ABOUT THIS TASK: From the entries below, extract every line that includes the word "context".

===============

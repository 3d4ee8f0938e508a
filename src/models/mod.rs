pub mod messages;
pub mod task;
pub mod task_definition;

// Re-export core models for easy access
pub use messages::{Command, ReloadTaskCommand, TaskUpdate};
pub use task::{Task, TaskKey, TaskType};
pub use task_definition::{
    FailureStrategy, RecoveryWorkflow, RetryPolicy, TaskDefinition, TaskDefinitionInput,
    TopicConfiguration, TopicConfigurationOverrides,
};
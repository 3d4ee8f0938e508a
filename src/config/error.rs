//! Configuration Error Types

use std::path::PathBuf;
use thiserror::Error;

/// Configuration-related errors with detailed context
#[derive(Debug, Error)]
pub enum ConfigurationError {
    /// Invalid TOML syntax or shape in a configuration source
    #[error("Failed to load configuration from '{source_name}': {error}")]
    LoadError { source_name: String, error: String },

    /// Configuration directory does not exist
    #[error("Configuration directory not found: {path}")]
    DirectoryNotFound { path: PathBuf },

    /// Missing required configuration field
    #[error("Missing required configuration field '{field}' in {context}")]
    MissingRequiredField { field: String, context: String },

    /// Invalid configuration value
    #[error("Invalid value '{value}' for field '{field}': {context}")]
    InvalidValue {
        field: String,
        value: String,
        context: String,
    },
}

impl ConfigurationError {
    pub fn load_error(source_name: impl Into<String>, error: impl std::fmt::Display) -> Self {
        Self::LoadError {
            source_name: source_name.into(),
            error: error.to_string(),
        }
    }

    pub fn missing_required_field(field: impl Into<String>, context: impl Into<String>) -> Self {
        Self::MissingRequiredField {
            field: field.into(),
            context: context.into(),
        }
    }

    pub fn invalid_value(
        field: impl Into<String>,
        value: impl ToString,
        context: impl Into<String>,
    ) -> Self {
        Self::InvalidValue {
            field: field.into(),
            value: value.to_string(),
            context: context.into(),
        }
    }
}

impl From<config::ConfigError> for ConfigurationError {
    fn from(error: config::ConfigError) -> Self {
        Self::load_error("layered configuration", error)
    }
}

pub type ConfigResult<T> = std::result::Result<T, ConfigurationError>;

===============

WRITTEN RESPONSE:
/// Configuration-related errors with detailed context
    #[error("Missing required configuration field '{field}' in {context}")]
    MissingRequiredField { field: String, context: String },
    #[error("Invalid value '{value}' for field '{field}': {context}")]
        context: String,
    pub fn missing_required_field(field: impl Into<String>, context: impl Into<String>) -> Self {
            context: context.into(),
        context: impl Into<String>,
            context: context.into(),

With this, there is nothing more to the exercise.